Might we suggest that, at least regarding the loosening of campaign finance rules, the Democratic Party might just be fine with that? That certain Democratic negotiators may have even signed off on the change, and what we're getting now is a show?

The change in question would dramatically increase (by about 8x) the amount of money that individual donors can give to parties per cycle. As the Washington Post's Greg Sargent reports, Democratic National Committee chairwoman Debbie Wasserman Schultz is allegedly outraged, but also won't take a firm stand on whether the DNC welcomes or rejects the change. The congressional fundraising wings of the party are also staying mum:

Meanwhile, a senior House Dem aide tells me that Democratic National Committee chair Debbie Wasserman Schultz was overheard this morning loudly complaining that she had not been consulted about this provision, and that she was left out of the loop. But the DNC is not saying whether it supports or opposes the provision. And there’s been no comment from the DSCC or the DCCC.

This is the same sort of deafening silence -- or even on-the-DL support -- from Democratic Party HQ that we heard following the McCutcheon Supreme Court decision earlier this year. That ruling also effectively lifted caps on the amounts parties could raise from donors per cycle, and paved the way for the change Congress may be about to make.

There are a couple reasons for Democratic Party leaders to be quietly rooting for, or even pushing, these changes.

Anything that strengthens the party's ability to compete among donors with the flurry of unaccountable, post-Citizens United outside groups is taken as a victory. Super PACs, so far, have been more of a problem for the Republican Party than the Democratic Party -- they've helped prop up the campaigns of nutcase candidates who've ruined several winnable elections for the GOP. The same dynamic hasn't quite taken hold within the Democratic Party yet, but the DNC wants to be prepared for when it does.

But another big reason for why the parties want more cash right now: their presidential conventions. This is sort of a classic Congress story.

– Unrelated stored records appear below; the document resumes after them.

//! Transaction scoring against the live anomaly model

use crate::error::{EngineError, Result};
use crate::feature_extractor::FeaturePreparer;
use crate::models::aggregator::TRANSACTION_ANOMALY;
use crate::models::anomaly::AnomalyScore;
use crate::models::live::LiveModel;
use crate::types::alert::{FraudAlert, RiskLevel, RiskLevelThresholds};
use crate::types::transaction::TransactionRecord;
use std::collections::HashMap;
use std::sync::Arc;
use tracing::debug;

/// Result of scoring one transaction
#[derive(Debug, Clone)]
pub struct PredictionResult {
    pub transaction_id: String,
    pub anomaly: AnomalyScore,
    /// Version of the model that produced the score
    pub model_version: String,
}

impl PredictionResult {
    /// Convert prediction result to a fraud alert
    pub fn to_alert(
        &self,
        transaction: &TransactionRecord,
        risk_thresholds: &RiskLevelThresholds,
    ) -> FraudAlert {
        let risk_level = RiskLevel::from_score(self.anomaly.score, risk_thresholds);

        let mut signal_scores = HashMap::new();
        signal_scores.insert(TRANSACTION_ANOMALY.to_string(), self.anomaly.score);

        let reasons = if self.anomaly.is_outlier {
            vec!["Transaction flagged as anomalous.".to_string()]
        } else {
            Vec::new()
        };

        FraudAlert::new(
            transaction.transaction_id.clone(),
            self.anomaly.score,
            risk_level,
            signal_scores,
        )
        .with_user(transaction.user_id.clone())
        .with_reasons(reasons)
        .with_model_version(self.model_version.clone())
    }
}

/// Scores transactions with whichever model is live at call time
pub struct InferenceEngine {
    preparer: FeaturePreparer,
    live: Arc<LiveModel>,
}

impl InferenceEngine {
    pub fn new(preparer: FeaturePreparer, live: Arc<LiveModel>) -> Self {
        Self { preparer, live }
    }

    pub fn is_ready(&self) -> bool {
        self.live.current().is_some()
    }

    /// Check that every feature column can be read, with or without a live model
    pub fn validate(&self, transaction: &TransactionRecord) -> Result<()> {
        self.preparer.prepare_one(&transaction.to_record()).map(|_| ())
    }

    /// Score one transaction
    pub fn predict(&self, transaction: &TransactionRecord) -> Result<PredictionResult> {
        let model = self.live.current().ok_or(EngineError::ModelNotReady)?;
        let features = self.preparer.prepare_one(&transaction.to_record())?;
        let anomaly = model.score_one(&features)?;

        debug!(
            transaction_id = %transaction.transaction_id,
            score = anomaly.score,
            outlier = anomaly.is_outlier,
            model_version = %model.version(),
            "Transaction scored"
        );

        Ok(PredictionResult {
            transaction_id: transaction.transaction_id.clone(),
            anomaly,
            model_version: model.version().to_string(),
        })
    }

    /// Score a batch against one model snapshot
    pub fn predict_batch(&self, transactions: &[TransactionRecord]) -> Result<Vec<PredictionResult>> {
        let model = self.live.current().ok_or(EngineError::ModelNotReady)?;
        let records: Vec<_> = transactions.iter().map(|t| t.to_record()).collect();
        let matrix = self.preparer.prepare(&records)?;
        let scores = model.score_matrix(&matrix)?;

        Ok(transactions
            .iter()
            .zip(scores)
            .map(|(tx, anomaly)| PredictionResult {
                transaction_id: tx.transaction_id.clone(),
                anomaly,
                model_version: model.version().to_string(),
            })
            .collect())
    }
}
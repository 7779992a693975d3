//! Bounded retry with exponential backoff for collaborator calls

use crate::config::RetrainingConfig;
use crate::error::Result;
use std::future::Future;
use std::time::Duration;
use tracing::warn;

#[derive(Debug, Clone)]
pub struct RetryPolicy {
    /// Retries after the first attempt
    pub max_retries: u32,
    pub initial_backoff: Duration,
    pub max_backoff: Duration,
}

impl Default for RetryPolicy {
    fn default() -> Self {
        Self {
            max_retries: 3,
            initial_backoff: Duration::from_millis(500),
            max_backoff: Duration::from_secs(30),
        }
    }
}

impl From<&RetrainingConfig> for RetryPolicy {
    fn from(config: &RetrainingConfig) -> Self {
        Self {
            max_retries: config.max_retries,
            initial_backoff: config.initial_backoff(),
            ..Self::default()
        }
    }
}

impl RetryPolicy {
    /// Delay before retry number `retry` (0-based)
    pub fn delay_for(&self, retry: u32) -> Duration {
        let factor = 2u32.saturating_pow(retry);
        self.initial_backoff.saturating_mul(factor).min(self.max_backoff)
    }
}

/// Outcome of a retried operation
#[derive(Debug)]
pub struct RetryOutcome<T> {
    pub result: Result<T>,
    /// Attempts made, including the first
    pub attempts: u32,
}

/// Run `operation` until it succeeds, fails with a non-retryable error, or
/// the retry budget is spent
pub async fn retry_with_backoff<T, F, Fut>(
    policy: &RetryPolicy,
    operation_name: &str,
    mut operation: F,
) -> RetryOutcome<T>
where
    F: FnMut() -> Fut,
    Fut: Future<Output = Result<T>>,
{
    let mut attempts = 0;
    loop {
        attempts += 1;
        match operation().await {
            Ok(value) => {
                return RetryOutcome {
                    result: Ok(value),
                    attempts,
                }
            }
            Err(e) if e.is_retryable() && attempts <= policy.max_retries => {
                let delay = policy.delay_for(attempts - 1);
                warn!(
                    operation = operation_name,
                    attempt = attempts,
                    max_attempts = policy.max_retries + 1,
                    delay_ms = delay.as_millis() as u64,
                    error = %e,
                    "Retryable failure, backing off"
                );
                tokio::time::sleep(delay).await;
            }
            Err(e) => {
                return RetryOutcome {
                    result: Err(e),
                    attempts,
                }
            }
        }
    }
}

Earlier this year Congress passed, and President Obama signed, a law called the Gabriella Miller Kids First Research Act. It increased funding for pediatric research by about $126 million. And how did it offset that cost? By eliminating (optional) taxpayer funding for presidential conventions, which previously had covered about 23 percent of the costs. That creates a big old hole in the parties' budgets, and so now the parties need yet another opportunity to scrap away at campaign finance restrictions. Kids first!

The parties and their top fundraisers are going to love this change. You may have noticed that while rank-and-file Democrats are raising hell over the provision, Harry Reid has expressed some support for the bill. That's because he and John Boehner were the ones who put this in the package.

The Democratic Party isn't as unified on eliminating this change as it makes itself out to be.


By Jim Newell

Jim Newell covers politics and media for Salon.